Information on the population at risk of malaria can be compared to existing levels of
service provision to identify underserved populations and to target interventions to high
priority areas. The current available statistics for malaria burden are not reliable because
of the poor malaria case reporting systems in most African countries and the lack of national
representative malaria surveys. Accurate maps of malaria distribution together with
human population totals are valuable tools for generating valid estimates of population at
risk.
Empirical mapping of the geographical patterns of malaria transmission in Africa requires
field survey data on prevalence of infection. The Mapping Malaria Risk in Africa (MARA)

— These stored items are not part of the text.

//! crates/lms_core/src/ports.rs
//!
//! Defines the service contracts (traits) for the application's core logic.
//! These traits form the boundary of the hexagonal architecture, allowing the core
//! to be independent of specific external implementations like databases or
//! payment providers.

use async_trait::async_trait;
use chrono::{DateTime, Utc};
use uuid::Uuid;

use crate::completion::Rollup;
use crate::domain::{Course, CourseProgress, LectureProgress, Purchase};

//=========================================================================================
// Generic Port Error and Result Types
//=========================================================================================

/// A generic error type for all port operations.
/// This abstracts away the specific errors from external services (e.g., database, network)
/// and carries the domain error taxonomy surfaced to callers.
#[derive(Debug, thiserror::Error)]
pub enum PortError {
    #[error("Item not found: {0}")]
    NotFound(String),
    #[error("Conflict: {0}")]
    Conflict(String),
    #[error("Invalid state: {0}")]
    InvalidState(String),
    #[error("Validation failed: {0}")]
    Validation(String),
    #[error("An unexpected error occurred: {0}")]
    Unexpected(String),
}

/// A convenience type alias for `Result<T, PortError>`.
pub type PortResult<T> = Result<T, PortError>;

//=========================================================================================
// Collaborator Ports (Traits)
//=========================================================================================

/// Read model of the course catalog, plus the single write this core is
/// allowed to make to it: the permanent content unlock after a purchase.
#[async_trait]
pub trait CourseCatalog: Send + Sync {
    /// Fetches a course by id, or `NotFound`.
    async fn get_course(&self, course_id: Uuid) -> PortResult<Course>;

    /// Whether `lecture_id` currently belongs to `course_id`.
    async fn lecture_belongs_to_course(
        &self,
        course_id: Uuid,
        lecture_id: Uuid,
    ) -> PortResult<bool>;

    /// Flags every lecture of the course as preview-accessible.
    /// Idempotent and not reversible through this core.
    async fn unlock_lectures(&self, course_id: Uuid) -> PortResult<()>;
}

/// Persistence for the enrollment relation. The user-facing and
/// course-facing facets are both queries over this one store, so they
/// cannot diverge.
#[async_trait]
pub trait EnrollmentStore: Send + Sync {
    /// Inserts the (user, course) pairing if it does not exist yet.
    /// Must be atomic under concurrent calls for the same pair; returns
    /// `true` only for the caller that actually created the record.
    async fn insert_if_absent(
        &self,
        user_id: Uuid,
        course_id: Uuid,
        created_at: DateTime<Utc>,
    ) -> PortResult<bool>;

    async fn exists(&self, user_id: Uuid, course_id: Uuid) -> PortResult<bool>;

    /// Course ids the user is enrolled in.
    async fn enrolled_courses(&self, user_id: Uuid) -> PortResult<Vec<Uuid>>;
}

/// Persistence for `CourseProgress` records.
#[async_trait]
pub trait ProgressStore: Send + Sync {
    async fn find(&self, user_id: Uuid, course_id: Uuid) -> PortResult<Option<CourseProgress>>;

    /// Creates an empty progress record if none exists, atomically, and
    /// returns the current record either way.
    async fn create_if_absent(
        &self,
        user_id: Uuid,
        course_id: Uuid,
        now: DateTime<Utc>,
    ) -> PortResult<CourseProgress>;

    /// Upserts the entry for `lecture_id` on an existing record and returns
    /// the post-image. The write must be atomic per lecture entry: two
    /// concurrent calls for distinct lectures on the same record must both
    /// be reflected in the final state. Watch time only ever increases
    /// (`None` leaves it untouched).
    async fn upsert_lecture(
        &self,
        user_id: Uuid,
        course_id: Uuid,
        lecture_id: Uuid,
        completed: bool,
        watch_time_secs: Option<f64>,
        now: DateTime<Utc>,
    ) -> PortResult<CourseProgress>;

    /// Persists recomputed derived fields for the record.
    async fn write_rollup(
        &self,
        user_id: Uuid,
        course_id: Uuid,
        rollup: Rollup,
        now: DateTime<Utc>,
    ) -> PortResult<()>;

    /// Replaces the whole entry set and derived fields in one write.
    /// Returns `false` if no record exists for the pair.
    async fn overwrite_entries(
        &self,
        user_id: Uuid,
        course_id: Uuid,
        entries: Vec<LectureProgress>,
        rollup: Rollup,
        now: DateTime<Utc>,
    ) -> PortResult<bool>;
}

/// Persistence for purchase records and their state machine.
#[async_trait]
pub trait PurchaseStore: Send + Sync {
    async fn insert(&self, purchase: &Purchase) -> PortResult<()>;

    async fn find_by_reference(&self, reference: &str) -> PortResult<Option<Purchase>>;

    /// Atomically transitions `pending -> completed`, recording the settled
    /// amount. Returns `true` only for the caller that won the conditional
    /// write; `false` when the purchase was not (or no longer) pending.
    async fn complete_if_pending(
        &self,
        reference: &str,
        settled_amount: f64,
        now: DateTime<Utc>,
    ) -> PortResult<bool>;

    /// Atomically transitions `pending -> failed` with a reason, under the
    /// same conditional-write rules as `complete_if_pending`.
    async fn fail_if_pending(
        &self,
        reference: &str,
        reason: &str,
        now: DateTime<Utc>,
    ) -> PortResult<bool>;

    /// Whether a completed purchase exists for the pair.
    async fn completed_exists(&self, user_id: Uuid, course_id: Uuid) -> PortResult<bool>;

    /// Course ids from the user's completed purchases.
    async fn completed_course_ids(&self, user_id: Uuid) -> PortResult<Vec<Uuid>>;
}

is the most comprehensive database on malariological survey data across all sub-Sahara
Africa. Transmission of malaria is environmentally driven because it depends on the distribution
and abundance of mosquitoes, which are sensitive to environmental and climatic
conditions. Estimating the environment-disease relation, the burden of malaria can be
predicted at places where data on transmission are not available. Malaria data collected
at fixed locations over a continuous study area (geostatistical data) are correlated in space
because common exposures of the disease influence malaria transmission similarly in neighboring
areas. Geostatistical models take into account spatial correlation by introducing
location-specific random effects. Geographical dependence is considered as a function of
the distance between locations. These models are highly parametrized. State-of-the-art
Bayesian computation implemented via Markov chain Monte Carlo (MCMC) simulation
methods enables model fit. A common assumption in geostatistical modeling of malaria data is the stationarity, that is the spatial correlation is a function of distance between
locations and not of the locations themselves. This hypothesis does not always hold, especially
when modeling malaria over large areas, hence geostatistical models that take
into account non-stationarity need to be assessed. Fitting geostatistical models requires
repeated inversions of the variance-covariance matrix modeling geographical dependence.
For very large number of data locations matrix inversion is considered infeasible. Methods
for optimizing this computation are needed. In addition, the relation between environmental
factors and malaria risk is often not linear and parametric functions may not be able
to determine the shape of the relationship. Nonparametric geostatistical regression models
that allow the data to determine the form of the environment-malaria relation need to be
further developed and applied in malaria mapping.
The aim of this thesis was to develop appropriate models for non-stationary and large geostatistical
data that can be applied in the field of malaria epidemiology to produce accurate
maps of malaria distribution. The main contributions of this thesis are the development
of methods for: (i) analyzing non-stationary malaria survey data; (ii) modeling the nonlinear
relation between malaria risk and environment/climatic conditions; (iii) modeling
geostatistical mortality data collected at very large number of locations and (iv) adjusting
for seasonality and age in mapping heterogeneous malaria survey data.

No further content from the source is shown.